Once you have built a machine learning model for a business, the first question that will strike your mind is—how successful is this model? There are three key parameters to measure the performance of your ML model:

  • Accuracy
  • Precision
  • Recall

Keep reading to learn about machine learning accuracy, and how you can ensure and improve it in your model.

What Is Accuracy in Machine Learning?

This evaluation metric defines the percentage of correct predictions made by a specific model based on the data input. The proper way to measure is by dividing the number of correct predictions by the total number of predictions.

Accuracy is calculated in the following manner in terms of binary classification:

Accuracy = True Positive + True Negative / True Positive + True Negative + False Positive + False Negative

How Can You Ensure and Improve Accuracy in Your ML Model?

As confirmed by industry leaders, if you are working on a classification problem, your best score would be 100% Accuracy! However, this score is impossible to achieve for any predictive model.

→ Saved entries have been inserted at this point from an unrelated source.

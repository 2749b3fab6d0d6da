/// Core evaluation logic: the tree walk and its result type.
pub mod core;

/// Binary operator evaluation.
///
/// Applies `+`, `-`, `*` and `/` to evaluated operands, checking for
/// division by zero and non-finite results.
pub mod binary;
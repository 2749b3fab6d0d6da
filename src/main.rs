use std::{fs, process::ExitCode};

use clap::Parser;
use reckon::{
    DEFAULT_PRECISION, Error, Options, ParserLimits, evaluate, format_general,
    interpreter::{
        lexer::tokenize,
        parser::core::{DEFAULT_MAX_DEPTH, DEFAULT_MAX_NODES, MAX_DEPTH_LIMIT, MAX_NODES_LIMIT},
        token::Spanned,
    },
    parse_with,
};
use tracing::debug;
use tracing_subscriber::{EnvFilter, fmt, prelude::*};

/// reckon evaluates arithmetic expressions made of numbers, `+ - * /` and
/// parentheses, printing the result the way C's `%g` does.
#[derive(Parser, Debug)]
#[command(version, about, long_about = None)]
struct Args {
    /// Tells reckon to read files instead of an expression. Every non-blank
    /// line of every file is evaluated on its own.
    #[arg(short, long)]
    file: bool,

    /// Number of significant digits in printed results.
    #[arg(short, long, default_value_t = DEFAULT_PRECISION)]
    precision: usize,

    /// Maximum number of tree nodes a single expression may build.
    #[arg(long, default_value_t = DEFAULT_MAX_NODES, value_parser = node_limit)]
    max_nodes: usize,

    /// Maximum nesting depth of parentheses.
    #[arg(long, default_value_t = DEFAULT_MAX_DEPTH, value_parser = depth_limit)]
    max_depth: usize,

    /// Print the token stream of each expression instead of evaluating it.
    #[arg(long, conflicts_with = "ast")]
    tokens: bool,

    /// Print the parsed tree, fully parenthesized, before each result.
    #[arg(long)]
    ast: bool,

    /// The expression, or file paths with `--file`. Words are joined with
    /// spaces, so `reckon 2 + 3` and `reckon "2 + 3"` are the same.
    #[arg(required = true, num_args = 1.., allow_hyphen_values = true)]
    contents: Vec<String>,
}

fn main() -> ExitCode {
    tracing_subscriber::registry()
        .with(EnvFilter::try_from_default_env().unwrap_or_else(|_| "warn".into()))
        .with(fmt::layer().with_writer(std::io::stderr))
        .init();

    let args = Args::parse();
    let options = Options { limits:    ParserLimits { max_nodes: args.max_nodes,
                                                      max_depth: args.max_depth, },
                            precision: args.precision, };

    let scripts = if args.file {
        let mut scripts = Vec::with_capacity(args.contents.len());
        for path in &args.contents {
            match fs::read_to_string(path) {
                Ok(script) => scripts.push(script),
                Err(e) => {
                    eprintln!("Failed to read the input file '{path}': {e}");
                    return ExitCode::FAILURE;
                },
            }
        }
        scripts
    } else {
        vec![args.contents.join(" ")]
    };

    let mut status = ExitCode::SUCCESS;
    for script in &scripts {
        let expressions: Vec<&str> = if args.file {
            script.lines().map(str::trim).filter(|line| !line.is_empty()).collect()
        } else {
            vec![script.as_str()]
        };

        for source in expressions {
            debug!(source, "running expression");
            if let Err(e) = run(source, &args, &options) {
                report(source, &e);
                status = ExitCode::FAILURE;
            }
        }
    }

    status
}

/// Runs one expression through the pipeline and prints what `args` asks for.
fn run(source: &str, args: &Args, options: &Options) -> Result<(), Error> {
    if args.tokens {
        for Spanned { token, span } in tokenize(source) {
            println!("{:>4}..{:<4} {token}", span.start, span.end);
        }
        return Ok(());
    }

    let expr = parse_with(source, options.limits)?;
    if args.ast {
        println!("{expr}");
    }

    let value = evaluate(&expr)?;
    println!("{}", format_general(value, options.precision));
    Ok(())
}

/// Prints `error` to stderr. Parse errors that carry a position also get the
/// source line with a caret under the offending character.
fn report(source: &str, error: &Error) {
    eprintln!("{error}");
    if let Error::Parse(e) = error
       && let Some(position) = e.position()
       && !source.contains('\n')
    {
        let column = source.get(..position).map_or(position, |before| before.chars().count());
        eprintln!("  {source}");
        eprintln!("  {}^", " ".repeat(column));
    }
}

fn node_limit(value: &str) -> Result<usize, String> {
    bounded(value, MAX_NODES_LIMIT)
}

fn depth_limit(value: &str) -> Result<usize, String> {
    bounded(value, MAX_DEPTH_LIMIT)
}

/// Parses a limit flag, rejecting values above `max`.
fn bounded(value: &str, max: usize) -> Result<usize, String> {
    let limit: usize = value.parse().map_err(|e| format!("{e}"))?;
    if limit > max {
        return Err(format!("must be at most {max}"));
    }
    Ok(limit)
}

Therefore, prepare yourself to expect errors.

Nonetheless, you can always choose a platform that follows the best practices to ensure accuracy and work towards improving your system. The steps they follow are:

Revise the Problem

When you are not happy with your initial machine learning Accuracy answers, try reframing the problem once. Try to have a different perspective this time, you might have been asking the wrong questions.

Feed-in More Data

While some are against overfitting the training set with excessive data, you might need to provide more data samples while testing your ML model’s Accuracy level.

The ideal data feed ratio would be:

  • 60% of data for training
  • 20% of data for validating
  • 20% of data for testing

Read More: How Machine Learning Works

Understand Data Features

Feeding in more data is not bereft of its disadvantages, like creating a lot of noise. It’s important to use meaningful data that are in line with the problem. Permutation Feature Importance or PFI can help you judge between irrelevant and sensible data features and ensure more accuracy with less clutter.

Add Contextual Data

Ensuring accuracy in a model has a lot to do with context. For instance, a house in California—has not enough data context compared to—a house in California specifying the neighborhood details like average income, age, security standards, etc.

Split & Validate

Known as cross-validation, this technique will improve your model’s robustness by first splitting the data into several partitions and then training multiple algorithms there.

Choose an Alternative Algorithm

You must alter your path, for your data structures might not be suitable for the problem you’re trying to solve in your model. For better accuracy, consider a different algorithm.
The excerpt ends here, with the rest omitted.